## Task prompt
Scan the records for "expected" and copy each line that contains it.

## Records provided
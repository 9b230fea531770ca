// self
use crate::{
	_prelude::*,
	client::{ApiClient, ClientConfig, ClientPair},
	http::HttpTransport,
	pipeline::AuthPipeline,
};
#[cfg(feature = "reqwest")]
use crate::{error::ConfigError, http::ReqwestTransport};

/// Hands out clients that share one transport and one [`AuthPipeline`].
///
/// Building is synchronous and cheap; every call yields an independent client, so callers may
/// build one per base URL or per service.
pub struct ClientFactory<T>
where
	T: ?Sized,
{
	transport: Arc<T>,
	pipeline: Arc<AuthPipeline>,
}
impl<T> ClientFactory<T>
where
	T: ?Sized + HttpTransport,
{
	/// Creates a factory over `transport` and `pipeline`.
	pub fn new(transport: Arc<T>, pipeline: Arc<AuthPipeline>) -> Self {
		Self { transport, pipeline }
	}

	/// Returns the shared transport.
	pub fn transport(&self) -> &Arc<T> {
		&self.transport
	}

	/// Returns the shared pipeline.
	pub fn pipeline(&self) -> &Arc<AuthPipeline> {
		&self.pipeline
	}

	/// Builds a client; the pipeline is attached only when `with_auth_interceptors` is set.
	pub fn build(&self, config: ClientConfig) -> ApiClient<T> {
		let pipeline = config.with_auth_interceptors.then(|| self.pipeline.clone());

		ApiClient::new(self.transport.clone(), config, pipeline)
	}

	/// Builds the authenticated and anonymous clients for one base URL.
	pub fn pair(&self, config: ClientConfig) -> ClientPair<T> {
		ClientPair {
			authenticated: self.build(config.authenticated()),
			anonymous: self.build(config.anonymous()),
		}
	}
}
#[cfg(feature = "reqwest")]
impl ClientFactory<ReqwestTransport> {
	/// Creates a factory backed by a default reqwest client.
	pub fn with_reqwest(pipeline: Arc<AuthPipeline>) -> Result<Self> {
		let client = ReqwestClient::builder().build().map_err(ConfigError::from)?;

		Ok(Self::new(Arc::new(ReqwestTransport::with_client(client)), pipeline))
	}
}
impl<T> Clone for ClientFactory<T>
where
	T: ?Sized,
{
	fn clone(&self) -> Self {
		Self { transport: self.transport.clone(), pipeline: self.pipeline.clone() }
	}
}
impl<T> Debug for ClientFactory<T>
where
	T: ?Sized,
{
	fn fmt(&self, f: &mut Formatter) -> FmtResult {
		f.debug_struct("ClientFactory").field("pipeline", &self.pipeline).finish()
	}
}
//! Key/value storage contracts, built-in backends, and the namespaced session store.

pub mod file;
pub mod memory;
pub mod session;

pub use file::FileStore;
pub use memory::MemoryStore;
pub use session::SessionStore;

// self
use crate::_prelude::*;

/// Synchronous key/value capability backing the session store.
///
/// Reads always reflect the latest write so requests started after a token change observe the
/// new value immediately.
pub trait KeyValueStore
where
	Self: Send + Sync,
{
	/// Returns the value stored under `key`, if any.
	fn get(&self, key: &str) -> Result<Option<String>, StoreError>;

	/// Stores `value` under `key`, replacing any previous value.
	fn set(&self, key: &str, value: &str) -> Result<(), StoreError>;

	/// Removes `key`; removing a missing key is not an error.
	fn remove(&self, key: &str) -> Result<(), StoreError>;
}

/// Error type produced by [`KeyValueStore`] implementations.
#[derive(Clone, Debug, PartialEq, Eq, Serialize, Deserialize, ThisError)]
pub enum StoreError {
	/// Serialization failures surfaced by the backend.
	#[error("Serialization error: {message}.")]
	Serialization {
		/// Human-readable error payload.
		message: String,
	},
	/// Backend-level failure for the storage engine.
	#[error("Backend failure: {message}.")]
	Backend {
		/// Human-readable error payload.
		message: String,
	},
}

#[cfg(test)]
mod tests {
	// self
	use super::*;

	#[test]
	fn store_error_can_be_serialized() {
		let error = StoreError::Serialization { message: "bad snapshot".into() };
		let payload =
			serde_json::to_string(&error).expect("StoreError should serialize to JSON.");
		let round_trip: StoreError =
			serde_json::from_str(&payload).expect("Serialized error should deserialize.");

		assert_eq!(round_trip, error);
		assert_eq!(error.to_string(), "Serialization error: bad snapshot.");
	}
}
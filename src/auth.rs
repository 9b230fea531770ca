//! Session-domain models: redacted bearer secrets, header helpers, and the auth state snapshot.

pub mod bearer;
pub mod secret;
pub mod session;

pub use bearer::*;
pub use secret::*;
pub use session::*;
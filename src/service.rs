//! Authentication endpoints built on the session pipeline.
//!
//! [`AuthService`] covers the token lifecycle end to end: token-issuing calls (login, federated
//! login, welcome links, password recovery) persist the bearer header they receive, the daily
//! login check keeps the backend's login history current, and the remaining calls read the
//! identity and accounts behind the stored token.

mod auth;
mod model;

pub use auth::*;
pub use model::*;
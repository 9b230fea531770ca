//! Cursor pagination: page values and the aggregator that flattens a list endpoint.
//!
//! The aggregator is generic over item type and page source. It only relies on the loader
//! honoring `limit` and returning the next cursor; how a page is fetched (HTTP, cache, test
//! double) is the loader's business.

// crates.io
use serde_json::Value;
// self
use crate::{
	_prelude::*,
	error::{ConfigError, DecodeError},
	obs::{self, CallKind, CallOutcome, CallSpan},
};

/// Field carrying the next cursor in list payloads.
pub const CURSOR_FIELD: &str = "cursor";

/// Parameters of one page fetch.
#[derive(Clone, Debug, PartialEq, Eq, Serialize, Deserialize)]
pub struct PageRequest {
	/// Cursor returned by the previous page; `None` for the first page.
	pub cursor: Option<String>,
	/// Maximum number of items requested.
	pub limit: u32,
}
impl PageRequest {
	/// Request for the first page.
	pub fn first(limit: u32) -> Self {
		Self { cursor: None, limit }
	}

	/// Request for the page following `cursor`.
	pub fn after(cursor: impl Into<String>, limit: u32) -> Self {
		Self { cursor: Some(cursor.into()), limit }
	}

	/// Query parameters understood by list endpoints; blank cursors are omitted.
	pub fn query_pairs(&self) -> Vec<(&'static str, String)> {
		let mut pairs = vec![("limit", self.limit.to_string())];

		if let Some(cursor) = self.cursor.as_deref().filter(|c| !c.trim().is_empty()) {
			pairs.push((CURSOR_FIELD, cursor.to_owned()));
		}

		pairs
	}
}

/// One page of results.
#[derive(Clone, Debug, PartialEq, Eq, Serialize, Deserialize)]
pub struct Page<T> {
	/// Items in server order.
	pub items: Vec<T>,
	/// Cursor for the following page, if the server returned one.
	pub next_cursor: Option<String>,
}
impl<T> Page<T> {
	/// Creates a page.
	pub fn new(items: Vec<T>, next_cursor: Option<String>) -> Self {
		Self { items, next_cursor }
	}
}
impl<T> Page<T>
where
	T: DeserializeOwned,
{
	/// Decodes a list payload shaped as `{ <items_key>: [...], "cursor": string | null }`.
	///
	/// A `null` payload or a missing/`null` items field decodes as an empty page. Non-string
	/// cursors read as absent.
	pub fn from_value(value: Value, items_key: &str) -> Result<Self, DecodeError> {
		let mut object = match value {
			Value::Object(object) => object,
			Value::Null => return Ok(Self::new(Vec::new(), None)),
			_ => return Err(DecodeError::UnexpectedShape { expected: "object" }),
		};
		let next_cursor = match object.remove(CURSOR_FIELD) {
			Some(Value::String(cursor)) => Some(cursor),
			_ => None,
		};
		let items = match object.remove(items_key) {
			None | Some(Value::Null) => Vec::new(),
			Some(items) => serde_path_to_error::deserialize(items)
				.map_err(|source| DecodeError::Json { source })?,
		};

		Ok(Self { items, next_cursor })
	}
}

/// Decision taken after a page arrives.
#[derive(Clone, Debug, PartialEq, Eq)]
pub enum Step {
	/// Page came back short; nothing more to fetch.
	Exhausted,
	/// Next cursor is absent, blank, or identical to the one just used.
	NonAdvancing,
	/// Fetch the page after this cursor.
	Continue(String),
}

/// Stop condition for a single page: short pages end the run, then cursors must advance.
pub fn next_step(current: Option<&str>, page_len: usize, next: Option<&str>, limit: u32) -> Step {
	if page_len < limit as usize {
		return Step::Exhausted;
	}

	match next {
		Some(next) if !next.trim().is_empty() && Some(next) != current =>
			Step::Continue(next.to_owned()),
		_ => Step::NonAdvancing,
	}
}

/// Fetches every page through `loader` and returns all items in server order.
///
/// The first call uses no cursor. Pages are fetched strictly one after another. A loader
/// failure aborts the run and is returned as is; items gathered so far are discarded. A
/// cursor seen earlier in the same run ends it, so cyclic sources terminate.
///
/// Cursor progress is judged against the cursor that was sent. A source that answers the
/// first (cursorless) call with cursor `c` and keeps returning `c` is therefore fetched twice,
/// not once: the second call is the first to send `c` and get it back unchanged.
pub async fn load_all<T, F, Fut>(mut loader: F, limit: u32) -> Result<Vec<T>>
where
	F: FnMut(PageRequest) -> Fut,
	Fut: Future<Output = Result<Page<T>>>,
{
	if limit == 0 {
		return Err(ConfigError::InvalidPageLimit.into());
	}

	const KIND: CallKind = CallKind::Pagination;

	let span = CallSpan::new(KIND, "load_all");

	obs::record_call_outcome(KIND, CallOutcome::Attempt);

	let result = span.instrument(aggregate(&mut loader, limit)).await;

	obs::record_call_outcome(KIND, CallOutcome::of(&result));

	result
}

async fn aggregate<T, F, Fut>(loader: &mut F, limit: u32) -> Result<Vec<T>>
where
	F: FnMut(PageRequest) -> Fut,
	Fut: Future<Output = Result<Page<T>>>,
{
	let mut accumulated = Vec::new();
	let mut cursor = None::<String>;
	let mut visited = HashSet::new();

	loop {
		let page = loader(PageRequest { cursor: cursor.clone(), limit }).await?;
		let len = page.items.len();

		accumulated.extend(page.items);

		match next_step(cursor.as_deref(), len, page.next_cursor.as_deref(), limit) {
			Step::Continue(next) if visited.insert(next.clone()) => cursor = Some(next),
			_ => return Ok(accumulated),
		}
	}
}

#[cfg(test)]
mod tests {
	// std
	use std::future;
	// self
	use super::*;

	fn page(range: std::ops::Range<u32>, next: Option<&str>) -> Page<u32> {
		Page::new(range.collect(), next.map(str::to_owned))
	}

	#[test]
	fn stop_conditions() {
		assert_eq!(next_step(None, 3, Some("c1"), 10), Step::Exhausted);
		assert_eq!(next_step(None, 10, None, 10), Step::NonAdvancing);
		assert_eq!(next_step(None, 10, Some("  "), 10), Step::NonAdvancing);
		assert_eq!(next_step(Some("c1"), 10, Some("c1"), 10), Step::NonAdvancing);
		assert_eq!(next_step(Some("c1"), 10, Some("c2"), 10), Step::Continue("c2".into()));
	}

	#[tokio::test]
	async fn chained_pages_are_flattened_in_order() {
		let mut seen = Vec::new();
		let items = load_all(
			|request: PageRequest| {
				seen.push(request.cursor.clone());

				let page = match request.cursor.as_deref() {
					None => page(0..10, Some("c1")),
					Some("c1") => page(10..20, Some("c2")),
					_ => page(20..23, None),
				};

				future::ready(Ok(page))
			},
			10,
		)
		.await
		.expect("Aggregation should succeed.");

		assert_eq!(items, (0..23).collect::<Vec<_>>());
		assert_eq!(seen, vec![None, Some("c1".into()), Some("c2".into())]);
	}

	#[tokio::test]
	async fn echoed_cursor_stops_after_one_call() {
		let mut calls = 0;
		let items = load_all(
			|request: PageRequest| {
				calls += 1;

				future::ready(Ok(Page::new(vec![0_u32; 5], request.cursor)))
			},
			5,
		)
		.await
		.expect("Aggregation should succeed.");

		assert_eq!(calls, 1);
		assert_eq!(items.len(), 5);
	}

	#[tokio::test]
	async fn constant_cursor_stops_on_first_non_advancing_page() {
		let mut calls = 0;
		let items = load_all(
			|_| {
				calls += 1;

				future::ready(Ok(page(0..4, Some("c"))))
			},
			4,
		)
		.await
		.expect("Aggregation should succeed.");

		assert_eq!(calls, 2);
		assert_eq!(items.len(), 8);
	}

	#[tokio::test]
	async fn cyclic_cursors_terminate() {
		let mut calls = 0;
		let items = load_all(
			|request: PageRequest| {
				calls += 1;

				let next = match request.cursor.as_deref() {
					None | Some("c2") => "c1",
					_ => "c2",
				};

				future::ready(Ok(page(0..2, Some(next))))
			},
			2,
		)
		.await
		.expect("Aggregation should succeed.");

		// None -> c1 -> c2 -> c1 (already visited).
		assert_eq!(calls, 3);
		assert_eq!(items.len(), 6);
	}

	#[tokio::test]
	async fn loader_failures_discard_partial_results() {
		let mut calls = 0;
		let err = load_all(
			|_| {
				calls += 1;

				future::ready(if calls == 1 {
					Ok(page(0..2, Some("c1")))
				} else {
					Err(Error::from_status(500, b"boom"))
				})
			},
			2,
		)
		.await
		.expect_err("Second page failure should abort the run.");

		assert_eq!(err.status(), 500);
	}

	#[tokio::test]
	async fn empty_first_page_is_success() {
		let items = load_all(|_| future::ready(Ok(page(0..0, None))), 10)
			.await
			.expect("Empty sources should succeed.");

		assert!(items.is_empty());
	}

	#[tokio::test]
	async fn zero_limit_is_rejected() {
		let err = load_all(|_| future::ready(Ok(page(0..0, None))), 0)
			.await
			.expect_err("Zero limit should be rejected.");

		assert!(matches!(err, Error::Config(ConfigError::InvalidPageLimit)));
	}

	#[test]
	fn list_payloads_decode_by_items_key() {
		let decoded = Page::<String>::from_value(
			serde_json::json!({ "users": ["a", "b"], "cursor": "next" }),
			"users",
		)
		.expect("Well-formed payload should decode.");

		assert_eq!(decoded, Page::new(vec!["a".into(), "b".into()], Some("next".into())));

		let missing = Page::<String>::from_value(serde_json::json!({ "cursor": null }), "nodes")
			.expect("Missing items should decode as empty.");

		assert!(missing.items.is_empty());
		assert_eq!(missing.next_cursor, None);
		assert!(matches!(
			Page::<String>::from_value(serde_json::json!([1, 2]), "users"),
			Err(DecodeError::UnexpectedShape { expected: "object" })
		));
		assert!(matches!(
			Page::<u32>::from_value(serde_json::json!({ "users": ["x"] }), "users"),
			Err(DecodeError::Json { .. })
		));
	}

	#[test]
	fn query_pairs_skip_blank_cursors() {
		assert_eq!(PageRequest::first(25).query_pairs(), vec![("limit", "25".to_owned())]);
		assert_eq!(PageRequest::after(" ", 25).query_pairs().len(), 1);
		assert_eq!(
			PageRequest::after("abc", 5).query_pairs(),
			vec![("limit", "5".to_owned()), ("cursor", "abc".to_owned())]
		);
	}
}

## Result of this exercise
			_ => return Err(DecodeError::UnexpectedShape { expected: "object" }),
			Err(DecodeError::UnexpectedShape { expected: "object" })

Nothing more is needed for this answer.